If you hold the contact details for clients or other business associates in your Outlook contacts for example, do be mindful that if you no longer have a business relationship with that contact you may need to hit the delete button.
Many of the contacts will have been added before the GDPR became de rigor last year. Unless you can evidence that you have a qualifying/contractual reason for holding the personal data, then it may need to be deleted.
Contact lists are the crown jewels as far as ne’re do wells are concerned. Hackers who can access your mail server will then have access to these contacts – mail lists for free.
The more criminally minded versions will use threats to extort funds, or misleading emails that seek to obtain bank details.
Which is why reviewing the security of your email accounts is of paramount importance. If you run your own mail server make sure firewalls are in place.

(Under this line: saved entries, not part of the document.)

//! Zero-noise extrapolation on top of the model fits.

use serde::{Deserialize, Serialize};
use tracing::{info, warn};

use crate::error::ZneResult;
use crate::fit::{FitOptions, fit, r_squared};
use crate::model::ZneModel;

/// Default number of points in a sampled fit curve.
pub const DEFAULT_CURVE_SAMPLES: usize = 200;

/// Result of fitting one model and evaluating it at zero noise.
#[derive(Debug, Clone, PartialEq, Serialize, Deserialize)]
pub struct Extrapolation {
    /// Model that was fit.
    pub model: ZneModel,
    /// Noise scale factors.
    pub scales: Vec<f64>,
    /// Expectation values measured at each scale.
    pub values: Vec<f64>,
    /// Fitted parameters, in the order of [`ZneModel::evaluate`].
    pub params: Vec<f64>,
    /// Model value at zero noise.
    pub zero_noise_value: f64,
    /// Fit quality (R²).
    pub r_squared: f64,
    /// Cost evaluations spent on the fit.
    pub evaluations: usize,
}

impl Extrapolation {
    /// Evaluate the fitted model at noise scale `x`.
    pub fn evaluate(&self, x: f64) -> f64 {
        self.model.evaluate(x, &self.params)
    }

    /// Residuals `value - fit` at each measured scale.
    pub fn residuals(&self) -> Vec<f64> {
        self.scales
            .iter()
            .zip(&self.values)
            .map(|(&x, &y)| y - self.evaluate(x))
            .collect()
    }

    /// Sample the fitted curve at `samples` evenly spaced points on
    /// `[0, max(scales)]`.
    #[allow(clippy::cast_precision_loss)]
    pub fn curve(&self, samples: usize) -> Vec<(f64, f64)> {
        let x_max = self.scales.iter().copied().fold(0.0_f64, f64::max);
        match samples {
            0 => vec![],
            1 => vec![(0.0, self.zero_noise_value)],
            _ => {
                let step = x_max / (samples - 1) as f64;
                (0..samples)
                    .map(|i| {
                        let x = step * i as f64;
                        (x, self.evaluate(x))
                    })
                    .collect()
            }
        }
    }
}

/// Extrapolate to zero noise using a method name.
///
/// `method` is one of `"linear"`, `"quadratic"`, or `"exponential"`.
///
/// # Example
///
/// ```
/// use noisewise_zne::extrapolate;
///
/// let result = extrapolate("linear", &[1.0, 2.0, 3.0], &[1.0, 0.9, 0.8]).unwrap();
/// assert!((result.zero_noise_value - 1.1).abs() < 1e-9);
/// ```
pub fn extrapolate(method: &str, scales: &[f64], values: &[f64]) -> ZneResult<Extrapolation> {
    let model = method.parse::<ZneModel>()?;
    extrapolate_with(model, scales, values, &FitOptions::default())
}

/// Extrapolate to zero noise with an explicit model and fit options.
pub fn extrapolate_with(
    model: ZneModel,
    scales: &[f64],
    values: &[f64],
    options: &FitOptions,
) -> ZneResult<Extrapolation> {
    let outcome = fit(model, scales, values, options)?;
    let zero_noise_value = model.evaluate(0.0, &outcome.params);
    let r_squared = r_squared(model, &outcome.params, scales, values);

    info!(
        model = %model,
        zero_noise_value,
        r_squared,
        "zero-noise extrapolation"
    );

    Ok(Extrapolation {
        model,
        scales: scales.to_vec(),
        values: values.to_vec(),
        params: outcome.params,
        zero_noise_value,
        r_squared,
        evaluations: outcome.evaluations,
    })
}

/// Fit every model to the same data, best R² first.
///
/// Models that fail to fit (too few points, no convergence) are skipped.
pub fn extrapolate_all(scales: &[f64], values: &[f64], options: &FitOptions) -> Vec<Extrapolation> {
    let mut results: Vec<Extrapolation> = ZneModel::ALL
        .iter()
        .filter_map(|&model| match extrapolate_with(model, scales, values, options) {
            Ok(r) => Some(r),
            Err(e) => {
                warn!(model = %model, error = %e, "skipping model");
                None
            }
        })
        .collect();

    results.sort_by(|a, b| b.r_squared.total_cmp(&a.r_squared));
    results
}

#[cfg(test)]
mod tests {
    use super::*;
    use crate::error::ZneError;

    #[test]
    fn test_linear_extrapolation() {
        let result = extrapolate("linear", &[1.0, 2.0, 3.0], &[1.0, 0.9, 0.8]).unwrap();
        assert!((result.zero_noise_value - 1.1).abs() < 1e-9);
        assert!(result.r_squared > 0.999);
        assert_eq!(result.values, vec![1.0, 0.9, 0.8]);
    }

    #[test]
    fn test_exponential_extrapolation() {
        let scales: [f64; 5] = [1.0, 1.5, 2.0, 2.5, 3.0];
        let values: Vec<f64> = scales.iter().map(|x| 0.8 * (-0.5 * x).exp() + 0.1).collect();
        let result = extrapolate("exponential", &scales, &values).unwrap();
        assert!((result.zero_noise_value - 0.9).abs() < 1e-3);
    }

    #[test]
    fn test_exponential_extrapolation_negative_values() {
        let result = extrapolate("exponential", &[1.0, 2.0, 3.0, 4.0], &[-0.5, -0.35, -0.27, -0.2])
            .unwrap();
        assert!(result.params.iter().all(|p| p.is_finite()));
        assert!(result.r_squared > 0.99, "r2 = {}", result.r_squared);
        assert!(result.zero_noise_value > -1.0 && result.zero_noise_value < -0.5);
        assert!(result.residuals().iter().all(|r| r.abs() < 0.02));
    }

    #[test]
    fn test_unknown_method() {
        let err = extrapolate("cubic", &[1.0, 2.0], &[1.0, 0.5]).unwrap_err();
        assert!(matches!(err, ZneError::UnknownMethod(ref m) if m == "cubic"));
    }

    #[test]
    fn test_curve_spans_zero_to_max_scale() {
        let result = extrapolate("linear", &[1.0, 3.0, 2.0], &[0.9, 0.7, 0.8]).unwrap();
        let curve = result.curve(DEFAULT_CURVE_SAMPLES);
        assert_eq!(curve.len(), 200);
        assert_eq!(curve[0].0, 0.0);
        assert!((curve[0].1 - result.zero_noise_value).abs() < 1e-12);
        assert!((curve[199].0 - 3.0).abs() < 1e-12);
        assert!(result.curve(0).is_empty());
    }

    #[test]
    fn test_residuals_zero_on_exact_fit() {
        let result = extrapolate("quadratic", &[1.0, 2.0, 3.0], &[0.9, 0.7, 0.4]).unwrap();
        assert!(result.residuals().iter().all(|r| r.abs() < 1e-9));
    }

    #[test]
    fn test_extrapolate_all_orders_by_fit_quality() {
        let scales = [1.0, 2.0, 3.0, 4.0];
        let values = [0.9, 0.75, 0.65, 0.6];
        let results = extrapolate_all(&scales, &values, &FitOptions::default());
        assert!(!results.is_empty());
        for pair in results.windows(2) {
            assert!(pair[0].r_squared >= pair[1].r_squared);
        }
    }

    #[test]
    fn test_extrapolate_all_skips_underdetermined() {
        let results = extrapolate_all(&[1.0, 2.0], &[0.9, 0.8], &FitOptions::default());
        assert_eq!(results.len(), 1);
        assert_eq!(results[0].model, ZneModel::Linear);
    }
}
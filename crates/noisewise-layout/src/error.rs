//! Error types for the layout crate.

use thiserror::Error;

/// Errors that can occur during layout selection.
#[derive(Debug, Error)]
#[non_exhaustive]
pub enum LayoutError {
    /// Reading a properties file failed.
    #[error("Failed to read {path}: {source}")]
    Io {
        path: String,
        #[source]
        source: std::io::Error,
    },

    /// Properties JSON is malformed.
    #[error("Invalid backend JSON: {0}")]
    Json(#[from] serde_json::Error),

    /// Properties are internally inconsistent.
    #[error("Invalid backend '{backend}': {reason}")]
    InvalidBackend { backend: String, reason: String },

    /// Basis has none of the known two-qubit gates.
    #[error("Backend '{backend}' has no two-qubit gate among cx, ecr, cz (basis: {basis:?})")]
    NoTwoQubitGate { backend: String, basis: Vec<String> },

    /// Options are unusable.
    #[error("Invalid layout options: {0}")]
    InvalidOptions(String),

    /// Even two bare chains do not fit on the device.
    #[error("No zigzag pattern with {num_orbitals} orbitals embeds in a {num_qubits}-qubit coupling graph")]
    NoEmbedding { num_orbitals: u32, num_qubits: u32 },

    /// Gate error missing in both directions.
    #[error("No '{gate}' error for coupling ({q0}, {q1}) in either direction")]
    MissingGateError { gate: String, q0: u32, q1: u32 },

    /// Readout error missing.
    #[error("No readout error for qubit {0}")]
    MissingReadoutError(u32),

    /// Layout is shorter than the pattern it is scored against.
    #[error("Layout has {len} qubits but the pattern uses virtual qubit {virtual_qubit}")]
    ShortLayout { virtual_qubit: u32, len: usize },

    /// Every candidate layout was filtered out.
    #[error("All {candidates} candidate layouts use a bad qubit or coupling")]
    NoViableLayout { candidates: usize },
}

/// Result type for layout operations.
pub type LayoutResult<T> = Result<T, LayoutError>;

Editing your contacts to rid yourself of entries that are no longer necessary to retain is not a chore for the faint of heart. The process usually demands that you adopt a line by line approach. Stats are hard to come by, but contacts in excess of 1,000 must be commonplace.

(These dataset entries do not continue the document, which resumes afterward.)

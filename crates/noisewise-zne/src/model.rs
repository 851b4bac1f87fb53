//! Noise-response models used for extrapolation.

use std::fmt;
use std::str::FromStr;

use serde::{Deserialize, Serialize};

use crate::error::ZneError;

/// A model of how an expectation value responds to scaled noise.
///
/// | Model | Form |
/// |-------|------|
/// | `Linear` | `a*x + b` |
/// | `Quadratic` | `a*x^2 + b*x + c` |
/// | `Exponential` | `a*exp(-b*x) + c` |
#[derive(Debug, Clone, Copy, PartialEq, Eq, Hash, Serialize, Deserialize)]
#[serde(rename_all = "lowercase")]
pub enum ZneModel {
    Linear,
    Quadratic,
    Exponential,
}

impl ZneModel {
    /// All supported models, in the order they are tried by
    /// [`extrapolate_all`](crate::extrapolate_all).
    pub const ALL: [ZneModel; 3] = [Self::Linear, Self::Quadratic, Self::Exponential];

    /// Lowercase method name.
    pub fn name(self) -> &'static str {
        match self {
            Self::Linear => "linear",
            Self::Quadratic => "quadratic",
            Self::Exponential => "exponential",
        }
    }

    /// Capitalized name, suitable for a legend entry.
    pub fn label(self) -> &'static str {
        match self {
            Self::Linear => "Linear",
            Self::Quadratic => "Quadratic",
            Self::Exponential => "Exponential",
        }
    }

    /// Number of free parameters.
    pub fn num_params(self) -> usize {
        match self {
            Self::Linear => 2,
            Self::Quadratic | Self::Exponential => 3,
        }
    }

    /// Evaluate the model at `x`.
    ///
    /// `params` must hold at least [`num_params`](Self::num_params) values.
    #[inline]
    pub fn evaluate(self, x: f64, params: &[f64]) -> f64 {
        match self {
            Self::Linear => params[0] * x + params[1],
            Self::Quadratic => params[0] * x * x + params[1] * x + params[2],
            Self::Exponential => params[0] * (-params[1] * x).exp() + params[2],
        }
    }
}

impl fmt::Display for ZneModel {
    fn fmt(&self, f: &mut fmt::Formatter<'_>) -> fmt::Result {
        f.write_str(self.name())
    }
}

impl FromStr for ZneModel {
    type Err = ZneError;

    fn from_str(s: &str) -> Result<Self, Self::Err> {
        match s.trim().to_ascii_lowercase().as_str() {
            "linear" => Ok(Self::Linear),
            "quadratic" => Ok(Self::Quadratic),
            "exponential" => Ok(Self::Exponential),
            _ => Err(ZneError::UnknownMethod(s.to_string())),
        }
    }
}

With hindsight, perhaps abandoning Filofax and Rolodex systems was premature; although toting them in a bag so they were readily available was a pain.
As so much of our networking is conducted on the web these days the electronic storage of dairies, to-do lists and contact details is an essential part of the process. We do need to ensure that our firewalls are keep up-to-date in order to combat the hackers and we do need to be mindful of our data protection obligations. Time to schedule a review?